Regardless, judicial admissions from former proceedings are not conclusive. They are evidentiary only and the party against whom the evidence is admitted must be given an opportunity in the present proceedings to overcome the evidence presented. Therefore, it would be inappropriate to grant dismissal based on these prior statements without giving Plaintiffs an opportunity to overcome such evidence. Thus, the Court denies Defendants' request that the Court take judicial notice of the alleged judicial admissions.

C. JUDICIAL ESTOPPEL

"Judicial estoppel is a doctrine that protects the integrity of the judicial system by 'prevent[ing] a party from taking an inconsistent position in successive or separate actions.'" Bank of America Nat. Trust and Sav. Ass'n v. Maricopa County, 196 Ariz. 173, 175 (Ariz.App. 1999) (citing State v. Towery, 186 Ariz. 168, 182, 920 P.2d 290, 304 (1996)). For judicial estoppel to apply, three requirements must be met: "(1) the parties must be the same, (2) the question involved must be the same, and (3) the party asserting the inconsistent position must have been successful in the prior judicial proceeding." Id. (citing Standage Ventures, Inc. v. State, 114 Ariz. 480, 562 P.2d 360 (1977)). Judicial estoppel should be invoked cautiously. See Standage Ventures, Inc. V. State, 114 Ariz. at 184, 920 P.2d at 306.

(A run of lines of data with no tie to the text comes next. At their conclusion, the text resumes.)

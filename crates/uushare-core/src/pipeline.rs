//! One pass from raw deep link to running client.
//!
//! decode → (verify) → normalize → patch settings → launch.
//! Every check runs before the first file is written.

use tracing::{debug, info, warn};

use crate::credential::{decode_password, Credential};
use crate::error::{ShareError, ShareResult};
use crate::launch::{Companion, Spawner};
use crate::patcher::{self, SettingsPaths};
use crate::payload::{DeepLink, Mode};
use crate::signature::Verifier;

/// Acceptance rules for incoming links.
#[derive(Debug, Clone, Copy, PartialEq, Eq)]
pub struct Policy {
    /// Accept three-field links that carry no signature.
    pub allow_unsigned: bool,
}

impl Default for Policy {
    fn default() -> Self {
        Self {
            allow_unsigned: true,
        }
    }
}

/// Check a parsed link and produce its credential.
///
/// Pure apart from logging. `verifier` is required for signed links.
pub fn authenticate(
    link: &DeepLink,
    verifier: Option<&Verifier>,
    policy: Policy,
) -> ShareResult<Credential> {
    let password = match (&link.signature, verifier) {
        (Some(signed), Some(verifier)) => {
            let password = decode_password(&link.password_b64)?;
            verifier
                .verify(
                    &link.nick,
                    &link.email,
                    &password,
                    &signed.nonce,
                    &signed.signature_hex,
                )
                .inspect_err(|_| warn!(nick = %link.nick, "signature rejected"))?;
            debug!(nonce = %signed.nonce, "signature verified");
            password
        }
        (Some(_), None) => return Err(ShareError::MissingKey),
        (None, _) if !policy.allow_unsigned => return Err(ShareError::UnsignedRejected),
        (None, _) => {
            debug!("unsigned link accepted");
            decode_password(&link.password_b64)?
        }
    };

    Ok(Credential {
        nick: link.nick.clone(),
        email: link.email.clone(),
        password,
    })
}

/// Result of a completed run.
#[derive(Debug, Clone, PartialEq, Eq)]
pub struct Outcome {
    pub mode: Mode,
    pub credential: Credential,
    pub launched: bool,
}

/// Applies deep links to an installed client.
pub struct DeepLinkHandler<S> {
    verifier: Option<Verifier>,
    policy: Policy,
    settings: SettingsPaths,
    companion: Option<Companion>,
    spawner: S,
}

impl<S: Spawner> DeepLinkHandler<S> {
    pub fn new(settings: SettingsPaths, spawner: S) -> Self {
        Self {
            verifier: None,
            policy: Policy::default(),
            settings,
            companion: None,
            spawner,
        }
    }

    pub fn with_verifier(mut self, verifier: Verifier) -> Self {
        self.verifier = Some(verifier);
        self
    }

    pub fn with_policy(mut self, policy: Policy) -> Self {
        self.policy = policy;
        self
    }

    /// Client to start after patching. Without one nothing is launched.
    pub fn with_companion(mut self, companion: Companion) -> Self {
        self.companion = Some(companion);
        self
    }

    /// Run the whole pass for one raw OS argument.
    pub fn handle(&self, raw: &str) -> ShareResult<Outcome> {
        let link = DeepLink::parse(raw)?;
        let mode = link.mode();
        debug!(?mode, "payload decoded");

        let credential = authenticate(&link, self.verifier.as_ref(), self.policy)?;
        info!(nick = %credential.nick, email = %credential.email, ?mode, "link accepted");

        patcher::apply(&self.settings, &credential)?;

        let launched = match &self.companion {
            Some(companion) => {
                self.spawner.spawn(companion)?;
                true
            }
            None => {
                debug!("launch skipped");
                false
            }
        };

        Ok(Outcome {
            mode,
            credential,
            launched,
        })
    }
}

#[cfg(test)]
mod tests {
    use super::*;
    use crate::credential::encode_password;
    use crate::signature::SigningKey;
    use std::cell::RefCell;
    use std::fs;
    use std::path::Path;

    const SETTINGS: &str = "<DCPlusPlus><Settings><Nick type=\"string\">x</Nick>\
        <EMail type=\"string\">y</EMail></Settings></DCPlusPlus>";
    const FAVORITES: &str =
        "<Favorites><Hubs><Hub Name=\"uuShare\" Nick=\"\" Email=\"\" Password=\"\"/></Hubs></Favorites>";

    #[derive(Default)]
    struct RecordingSpawner {
        spawned: RefCell<Vec<Companion>>,
    }

    impl Spawner for &RecordingSpawner {
        fn spawn(&self, companion: &Companion) -> ShareResult<()> {
            self.spawned.borrow_mut().push(companion.clone());
            Ok(())
        }
    }

    fn key() -> SigningKey {
        SigningKey::new("pipeline-secret")
    }

    fn signed_link(nick: &str, email: &str, password: &str, nonce: &str) -> String {
        let sig = Verifier::new(&key()).sign(nick, email, password, nonce);
        format!(
            "uushare:{nick};{email};{};{nonce};{sig}",
            encode_password(password)
        )
    }

    fn install(dir: &Path) -> SettingsPaths {
        let paths = SettingsPaths::under(dir);
        fs::create_dir_all(paths.global.parent().unwrap()).unwrap();
        fs::write(&paths.global, SETTINGS).unwrap();
        fs::write(&paths.favorites, FAVORITES).unwrap();
        paths
    }

    fn handler<'a>(
        dir: &Path,
        spawner: &'a RecordingSpawner,
    ) -> DeepLinkHandler<&'a RecordingSpawner> {
        DeepLinkHandler::new(install(dir), spawner)
            .with_verifier(Verifier::new(&key()))
            .with_companion(Companion::new(dir, "ApexDC.exe"))
    }

    fn untouched(dir: &Path) -> bool {
        let paths = SettingsPaths::under(dir);
        fs::read_to_string(paths.global).unwrap() == SETTINGS
            && fs::read_to_string(paths.favorites).unwrap() == FAVORITES
    }

    #[test]
    fn legacy_link_patches_and_launches() {
        let dir = tempfile::tempdir().unwrap();
        let spawner = RecordingSpawner::default();
        let outcome = handler(dir.path(), &spawner)
            .handle("uushare:alice;alice@example.com;cGFzczEyMw==")
            .unwrap();

        assert_eq!(outcome.mode, Mode::Legacy);
        assert_eq!(outcome.credential.nick, "alice");
        assert_eq!(outcome.credential.email, "alice@example.com");
        assert_eq!(outcome.credential.password, "pass123");
        assert!(outcome.launched);
        assert_eq!(spawner.spawned.borrow().len(), 1);
        assert!(!untouched(dir.path()));
    }

    #[test]
    fn short_link_aborts_before_writes() {
        let dir = tempfile::tempdir().unwrap();
        let spawner = RecordingSpawner::default();
        let err = handler(dir.path(), &spawner)
            .handle("uushare:alice;alice@example.com")
            .unwrap_err();

        assert!(matches!(err, ShareError::MalformedPayload { .. }));
        assert!(spawner.spawned.borrow().is_empty());
        assert!(untouched(dir.path()));
    }

    #[test]
    fn signed_link_patches_and_launches() {
        let dir = tempfile::tempdir().unwrap();
        let spawner = RecordingSpawner::default();
        let raw = signed_link("alice", "alice@example.com", "pass123", "nonce1");
        let outcome = handler(dir.path(), &spawner).handle(&raw).unwrap();

        assert_eq!(outcome.mode, Mode::Signed);
        assert_eq!(outcome.credential.password, "pass123");
        assert_eq!(spawner.spawned.borrow().len(), 1);
    }

    #[test]
    fn tampered_email_aborts_before_writes() {
        let dir = tempfile::tempdir().unwrap();
        let spawner = RecordingSpawner::default();
        let raw = signed_link("alice", "alice@example.com", "pass123", "nonce1")
            .replace("alice@example.com", "bob@example.com");
        let err = handler(dir.path(), &spawner).handle(&raw).unwrap_err();

        assert!(matches!(err, ShareError::SignatureMismatch));
        assert!(spawner.spawned.borrow().is_empty());
        assert!(untouched(dir.path()));
    }

    #[test]
    fn signed_link_without_key_fails_closed() {
        let dir = tempfile::tempdir().unwrap();
        let spawner = RecordingSpawner::default();
        let handler = DeepLinkHandler::new(install(dir.path()), &spawner);
        let raw = signed_link("alice", "alice@example.com", "pass123", "nonce1");

        assert!(matches!(handler.handle(&raw), Err(ShareError::MissingKey)));
        assert!(untouched(dir.path()));
    }

    #[test]
    fn unsigned_rejected_by_policy() {
        let dir = tempfile::tempdir().unwrap();
        let spawner = RecordingSpawner::default();
        let err = handler(dir.path(), &spawner)
            .with_policy(Policy {
                allow_unsigned: false,
            })
            .handle("uushare:alice;alice@example.com;cGFzczEyMw==")
            .unwrap_err();

        assert!(matches!(err, ShareError::UnsignedRejected));
        assert!(untouched(dir.path()));
    }

    #[test]
    fn bad_password_encoding_aborts_before_writes() {
        let dir = tempfile::tempdir().unwrap();
        let spawner = RecordingSpawner::default();
        let err = handler(dir.path(), &spawner)
            .handle("uushare:alice;alice@example.com;%%%")
            .unwrap_err();

        assert!(matches!(err, ShareError::CredentialDecode(_)));
        assert!(err.is_input_error());
        assert!(untouched(dir.path()));
    }

    #[test]
    fn without_companion_nothing_launches() {
        let dir = tempfile::tempdir().unwrap();
        let spawner = RecordingSpawner::default();
        let outcome = DeepLinkHandler::new(install(dir.path()), &spawner)
            .handle("uushare:alice;alice@example.com;cGFzczEyMw==")
            .unwrap();

        assert!(!outcome.launched);
        assert!(spawner.spawned.borrow().is_empty());
    }

    #[test]
    fn signature_over_raw_base64_is_rejected() {
        let verifier = Verifier::new(&key());
        let b64 = encode_password("pass123");
        let sig = verifier.sign("alice", "alice@example.com", &b64, "nonce1");
        let link =
            DeepLink::parse(&format!("uushare:alice;alice@example.com;{b64};nonce1;{sig}")).unwrap();

        assert!(authenticate(&link, Some(&verifier), Policy::default()).is_err());
    }
}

In their Motion to Dismiss, Defendants assert that Plaintiffs' entire lawsuit must be dismissed based on the doctrine of judicial estoppel. Defendants claim that the instant case must be judicially estopped based on evidence from the previous cases ofPitney Bowes Credit Corporation v. Witasick, et al., Maricopa Superior Court, CV 2003-019631 (2003), and MPNS, Inc. v. Witasick, Parker Thompson, et. al., Maricopa County Superior Court, CV 2000-013766 (2000) — two cases in which Defendants contend that Plaintiffs admitted that no partnership agreement existed between Defendant here Mr. Witasick and Plaintiffs here Mr. Parker and Mr. Thompson. Defendants argue that the doctrine of judicial estoppel disallows Plaintiffs from claiming in this lawsuit that a partnership agreement existed after previously asserting that no partnership had been formed in an earlier lawsuit.

In the previous cases, Mr. Witasick, Mr. Parker, and Mr. Thompson were co-defendants defending against claims by Pitney Bowes in the first instance and MPNS, Inc. in the second. Neither Pitney Bowes nor MPNS, Inc. are involved in the present litigation. At oral argument, Defendants asserted that Pitney Bowes and MPNS, Inc. involved the same parties because of the cross-claims Mr. Witasick, Mr. Parker, and Mr. Thompson had against one another. However, the Court finds that the instant case does not involve the same parties because neither Pitney Bowes nor MPNS are involved in this lawsuit and because the cross-claims Defendants discussed at oral argument are not clearly documented in the judicially-noticed court records from the previous lawsuits that Defendants submitted.

Also at oral argument, Defendants asserted that the questions at issue in Pitney Bowes and MPNS, Inc. were the same as the question here — whether a partnership existed. Though it appears that questions of partnership formation existed in the previous lawsuits, the main thrust of those suits involved creditors' claims against the Mr. Witasick, Mr. Parker, and Mr. Thompson for past-due payments.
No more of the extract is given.